BY ALP RODOPLU (HIST/MA)
Hür İnsanların Tarihçisi: Küçük Halil
(The Historian of the Free: Little Halil)
The dog charged into the classroom to make sure—in his own way—that the room was safe for his owner. The students were catching up on their geography, and Küçük Halil was busy drawing a map. Halil was called “Küçük Halil” quite appropriately—not only were the two other Halils in his class taller than he, but he was also little enough to have been seated in the very front row. The man entered the room in the manner that a poet once described, “alev parçası gibi” (like a grand blaze of fire). He approached Halil, who, unable even to raise his head for a glimpse, trembled.
As he retold the story of more than eighty years ago—which he had previously done countless times—the narrator’s eyes filled with tears. The auditorium, packed to its limits, trembled for a second—or at least so it seemed. An infinitude of feelings and thoughts were concentrated in the minds of those present. I, for one, was reminded of how Nietzsche once described hearing one of Wagner’s overtures: “once again, for the first time.” It was as if “Küçük” Halil was retelling [t]his story once again, for the first time.
The story dates back to the early 1930s, and the classroom that was its stage used to be the Gazi Terbiye Enstitüsü, now an administrative building of Gazi University. The man with the dog was none other than Atatürk; the little boy, today a giant, was Prof. Halil İnalcık.
Like that of my fellow graduate students in the Department of History, my familiarity with Halil Hoca’s scholarship extends from the historical knowledge he has uncovered with his research, to the historiographical methodology he developed and has been practicing since a time before most Bilkent students’ parents were born. I have not been fortunate enough to receive his instruction, which I would—should this happen one day—treasure till my last hour. Yet, I nonetheless consider myself a student of his, since I am studying in the department he founded over two decades ago, and continues to oversee. I have had the privilege of hearing Prof. İnalcık speak more than once, and on numerous occasions, I have been offered the opportunity of reporting on his words for this very publication. And last Wednesday, February 19, I was there when Halil Hoca accepted the invitation of the Career Center to spoke to the student body. The talk was fittingly entitled, “Halil İnalcık Anlatıyor…”.
Kierkegaard once described Descartes as worthy of being called a true philosopher, because he believed Descartes to have written what he did and to have done what he wrote. Being deemed a true philosopher might be a proper appraisal in philosophy, but it does not really have a counterpart in the social, or human, sciences. Although many professional historians think of some of their colleagues as not really deserving to be called historians, it is seldom, if ever, that you see someone referred to as a true historian. Yet there are individuals, like Prof. İnalcık, for whom something on a par with “true philosopher” must be said. Kierkegaard’s justification becomes noteworthy in this context, because it seems quite an appropriate standard of measure.
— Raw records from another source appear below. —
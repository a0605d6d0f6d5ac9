//! Online SGD trainer for the logistic blend
//!
//! Each epoch re-reads the training examples, shuffles them with a seeded RNG and
//! takes one gradient step per example on the logistic loss with ±1 labels:
//!
//! ```text
//! z = intercept + Σ c_k x_k
//! g = sigmoid(-y z)
//! intercept += η y g
//! c_k       += η y g x_k      (skipped where component k had no opinion)
//! ```

use crate::error::{invalid_config, BlendResult};
use crate::features::FeatureBuilder;
use crate::logistic::{log_loss, sigmoid, LogisticModel};
use crate::types::Rating;
use rand::rngs::StdRng;
use rand::seq::SliceRandom;
use rand::SeedableRng;
use serde::Serialize;
use std::time::Instant;
use tracing::{debug, info};

pub const DEFAULT_LEARNING_RATE: f64 = 0.00005;
pub const DEFAULT_EPOCHS: usize = 100;
pub const DEFAULT_SEED: u64 = 42;

#[derive(Debug, Clone, Copy, PartialEq)]
pub struct TrainerConfig {
    pub learning_rate: f64,
    pub epochs: usize,
    pub seed: u64,
}

impl Default for TrainerConfig {
    fn default() -> Self {
        Self {
            learning_rate: DEFAULT_LEARNING_RATE,
            epochs: DEFAULT_EPOCHS,
            seed: DEFAULT_SEED,
        }
    }
}

impl TrainerConfig {
    /// Build a config from raw values, rejecting negative epoch counts and
    /// non-finite or non-positive learning rates. Zero epochs is allowed.
    pub fn validated(learning_rate: f64, epochs: i64, seed: u64) -> BlendResult<Self> {
        let epochs = usize::try_from(epochs)
            .map_err(|_| invalid_config(format!("epoch count {} is negative", epochs)))?;
        let config = Self {
            learning_rate,
            epochs,
            seed,
        };
        config.check()?;
        Ok(config)
    }

    fn check(&self) -> BlendResult<()> {
        if !self.learning_rate.is_finite() || self.learning_rate <= 0.0 {
            return Err(invalid_config(format!(
                "learning rate {} must be finite and positive",
                self.learning_rate
            )));
        }
        Ok(())
    }
}

/// Re-readable collection of training examples
pub trait TrainingSource {
    fn training_examples(&self) -> Vec<Rating>;
}

impl TrainingSource for [Rating] {
    fn training_examples(&self) -> Vec<Rating> {
        self.to_vec()
    }
}

impl TrainingSource for Vec<Rating> {
    fn training_examples(&self) -> Vec<Rating> {
        self.clone()
    }
}

#[derive(Debug, Clone, Serialize)]
pub struct EpochSummary {
    pub epoch: usize,
    /// Mean of `ln(1 + e^{-y z})` over the epoch, each term measured before its update
    pub mean_log_loss: f64,
    pub model: LogisticModel,
}

#[derive(Debug, Clone, Serialize)]
pub struct TrainingReport {
    pub model: LogisticModel,
    pub epochs: Vec<EpochSummary>,
}

impl TrainingReport {
    pub fn final_loss(&self) -> Option<f64> {
        self.epochs.last().map(|e| e.mean_log_loss)
    }
}

pub struct LogisticModelTrainer {
    config: TrainerConfig,
    features: FeatureBuilder,
}

impl LogisticModelTrainer {
    pub fn new(config: TrainerConfig, features: FeatureBuilder) -> BlendResult<Self> {
        config.check()?;
        Ok(Self { config, features })
    }

    pub fn config(&self) -> &TrainerConfig {
        &self.config
    }

    pub fn features(&self) -> &FeatureBuilder {
        &self.features
    }

    /// Train and return the final epoch's model
    pub fn train<S: TrainingSource + ?Sized>(&self, source: &S) -> LogisticModel {
        self.train_with_report(source).model
    }

    /// Train, keeping a snapshot and loss summary for every epoch
    pub fn train_with_report<S: TrainingSource + ?Sized>(&self, source: &S) -> TrainingReport {
        let start = Instant::now();
        let dim = self.features.dimension();
        let eta = self.config.learning_rate;

        let mut intercept = 0.0;
        let mut coefficients = vec![0.0; dim];
        let mut current = LogisticModel::zeros(dim);
        let mut summaries = Vec::with_capacity(self.config.epochs);
        let mut rng = StdRng::seed_from_u64(self.config.seed);

        info!(
            "Training logistic blend: {} parameters, {} epochs, lr={}, seed={}",
            dim + 1,
            self.config.epochs,
            eta,
            self.config.seed
        );

        for epoch in 0..self.config.epochs {
            let mut batch = source.training_examples();
            batch.shuffle(&mut rng);

            let mut loss_sum = 0.0;
            for rating in &batch {
                let fv = self.features.build(rating.user, rating.item);
                let y = rating.value;

                let z = intercept
                    + coefficients
                        .iter()
                        .zip(&fv.values)
                        .map(|(c, x)| c * x)
                        .sum::<f64>();
                loss_sum += log_loss(y * z);

                let step = eta * y * sigmoid(-y * z);
                intercept += step;
                for (k, coef) in coefficients.iter_mut().enumerate() {
                    if fv.available[k] {
                        *coef += step * fv.values[k];
                    }
                }
            }

            current = LogisticModel::new(intercept, coefficients.clone());
            let mean_log_loss = if batch.is_empty() {
                0.0
            } else {
                loss_sum / batch.len() as f64
            };

            debug!(
                "Epoch {}/{}: loss={:.6}, intercept={:.6}, coefficients={:?}",
                epoch + 1,
                self.config.epochs,
                mean_log_loss,
                intercept,
                coefficients
            );

            summaries.push(EpochSummary {
                epoch,
                mean_log_loss,
                model: current.clone(),
            });
        }

        info!(
            "Training complete in {}ms: intercept={:.6}, coefficients={:?}",
            start.elapsed().as_millis(),
            current.intercept(),
            current.coefficients()
        );

        TrainingReport {
            model: current,
            epochs: summaries,
        }
    }
}

#[cfg(test)]
mod tests {
    use super::*;
    use crate::baseline::{MeanBiasModel, RatingCounts};
    use crate::error::BlendError;
    use crate::recommenders::{RecommenderList, ScoreEntry, TableItemScorer};
    use crate::types::ItemId;
    use std::collections::HashMap;
    use std::sync::Arc;

    fn builder(intercept: f64, counts: &[(ItemId, u64)], entries: Vec<ScoreEntry>) -> FeatureBuilder {
        let counts: HashMap<ItemId, u64> = counts.iter().copied().collect();
        FeatureBuilder::new(
            Arc::new(MeanBiasModel::constant(intercept)),
            Arc::new(RatingCounts::from_counts(counts)),
            RecommenderList::new(vec![
                Arc::new(TableItemScorer::new("signal", entries)),
                Arc::new(TableItemScorer::silent("mute")),
            ]),
        )
    }

    fn labelled_examples() -> Vec<Rating> {
        (0..20)
            .map(|i| Rating::new(i % 3, i, if i % 2 == 0 { 1.0 } else { -1.0 }))
            .collect()
    }

    fn signal_for(examples: &[Rating]) -> Vec<ScoreEntry> {
        examples
            .iter()
            .map(|r| ScoreEntry {
                user: r.user,
                item: r.item,
                score: r.value,
            })
            .collect()
    }

    fn config(learning_rate: f64, epochs: usize) -> TrainerConfig {
        TrainerConfig {
            learning_rate,
            epochs,
            seed: 7,
        }
    }

    #[test]
    fn test_config_validation() {
        assert!(matches!(
            TrainerConfig::validated(0.01, -1, 0),
            Err(BlendError::InvalidConfig(_))
        ));
        assert!(TrainerConfig::validated(0.0, 10, 0).is_err());
        assert!(TrainerConfig::validated(f64::NAN, 10, 0).is_err());
        assert_eq!(TrainerConfig::validated(0.01, 0, 3).unwrap().epochs, 0);
    }

    #[test]
    fn test_zero_epochs_gives_zero_model() {
        let trainer =
            LogisticModelTrainer::new(config(0.1, 0), builder(0.0, &[], vec![])).unwrap();
        let model = trainer.train(&labelled_examples());
        assert_eq!(model, LogisticModel::zeros(4));
    }

    #[test]
    fn test_single_step_update() {
        let examples = vec![Rating::new(1, 9, 1.0)];
        let b = builder(
            2.0,
            &[(9, 10)],
            vec![ScoreEntry { user: 1, item: 9, score: 3.0 }],
        );
        let trainer = LogisticModelTrainer::new(config(0.1, 1), b).unwrap();
        let model = trainer.train(&examples);

        // z = 0 so g = 0.5; step = 0.1 * 1 * 0.5
        assert!((model.intercept() - 0.05).abs() < 1e-15);
        let expected = [0.1, 0.05, 0.05, 0.0];
        for (got, want) in model.coefficients().iter().zip(expected) {
            assert!((got - want).abs() < 1e-15, "{} vs {}", got, want);
        }
    }

    #[test]
    fn test_updates_accumulate_within_epoch() {
        let examples = vec![Rating::new(1, 9, 1.0), Rating::new(1, 9, 1.0)];
        let trainer =
            LogisticModelTrainer::new(config(0.1, 1), builder(0.0, &[], vec![])).unwrap();
        let model = trainer.train(&examples);

        // first step adds 0.05; second adds 0.1 * sigmoid(-0.05) on top of it
        let expected = 0.05 + 0.1 * sigmoid(-0.05);
        assert!((model.intercept() - expected).abs() < 1e-15);
    }

    #[test]
    fn test_more_epochs_move_parameters() {
        let examples = labelled_examples();
        let b = builder(0.0, &[], signal_for(&examples));

        let one = LogisticModelTrainer::new(config(0.05, 1), b.clone())
            .unwrap()
            .train(&examples);
        let two = LogisticModelTrainer::new(config(0.05, 2), b)
            .unwrap()
            .train(&examples);

        assert_ne!(one, two);
        assert!(two.coefficients()[2] > one.coefficients()[2]);
    }

    #[test]
    fn test_same_seed_is_deterministic() {
        let examples = labelled_examples();
        let b = builder(0.5, &[(0, 4), (1, 40)], signal_for(&examples));
        let trainer = LogisticModelTrainer::new(config(0.02, 5), b).unwrap();

        assert_eq!(trainer.train(&examples), trainer.train(&examples));
    }

    #[test]
    fn test_learns_informative_component() {
        let examples = labelled_examples();
        let b = builder(0.0, &[], signal_for(&examples));
        let trainer = LogisticModelTrainer::new(config(0.1, 30), b).unwrap();
        let report = trainer.train_with_report(&examples);
        let model = &report.model;

        assert!(model.coefficients()[2] > 0.0);
        // bias and popularity features are identically zero here
        assert_eq!(model.coefficients()[0], 0.0);
        assert_eq!(model.coefficients()[1], 0.0);
        // silent component never receives an update
        assert_eq!(model.coefficients()[3], 0.0);

        assert_eq!(report.epochs.len(), 30);
        assert_eq!(&report.epochs[29].model, model);
        let first = report.epochs[0].mean_log_loss;
        assert!(report.final_loss().unwrap() < first);
    }

    #[test]
    fn test_empty_source() {
        let trainer =
            LogisticModelTrainer::new(config(0.1, 3), builder(0.0, &[], vec![])).unwrap();
        let report = trainer.train_with_report(&Vec::<Rating>::new());
        assert_eq!(report.model, LogisticModel::zeros(4));
        assert_eq!(report.final_loss(), Some(0.0));
    }
}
It was enlightening to hear Halil Hoca explain what he believes to qualify him and his scholarly work as deserving of the international recognition they receive. “But,” he premised his explanation, “the most important of my achievements never seem to be mentioned by those talking about my biography.” It is acknowledgement by persons, societies, academies and institutions of teaching that Prof. İnalcık claims to treasure above all. There can be no debate about the extent and diversity of his contribution to historical scholarship, and his work will likely to remain relevant for decades to come. Many may have thought that it is by virtue of this that Prof. İnalcık enjoys such acknowledgment. It seemed to me, however, that he had something more in mind last Wednesday.
Halil Hoca not only mentioned the recognition he had received; he also himself recognized those who had made him and his work possible. The ruling principle here appears to be one of “paving the way” for others; in a way, to make it possible for succeeding generations of scholars and intellectuals to be able to think in categorically different and novel ways. This occurs not when one simply adds to the body of human knowledge, but rather when new ways of thinking and of discourse are rendered feasible.
In this sense, it could not have been a coincidence for Prof. İnalcık to have spoken about the Enlightenment that day—about Voltaire, Diderot, Rousseau and others. It was the thought of those figures that underpinned the modalities of succeeding ages’ belief and value systems. And it seems to me that it would not be too grand a claim to say that Prof. İnalcık has now become, in similar fashion, a figure of enlightenment for our young generation today, most deserving of being recognized as a “true historian.”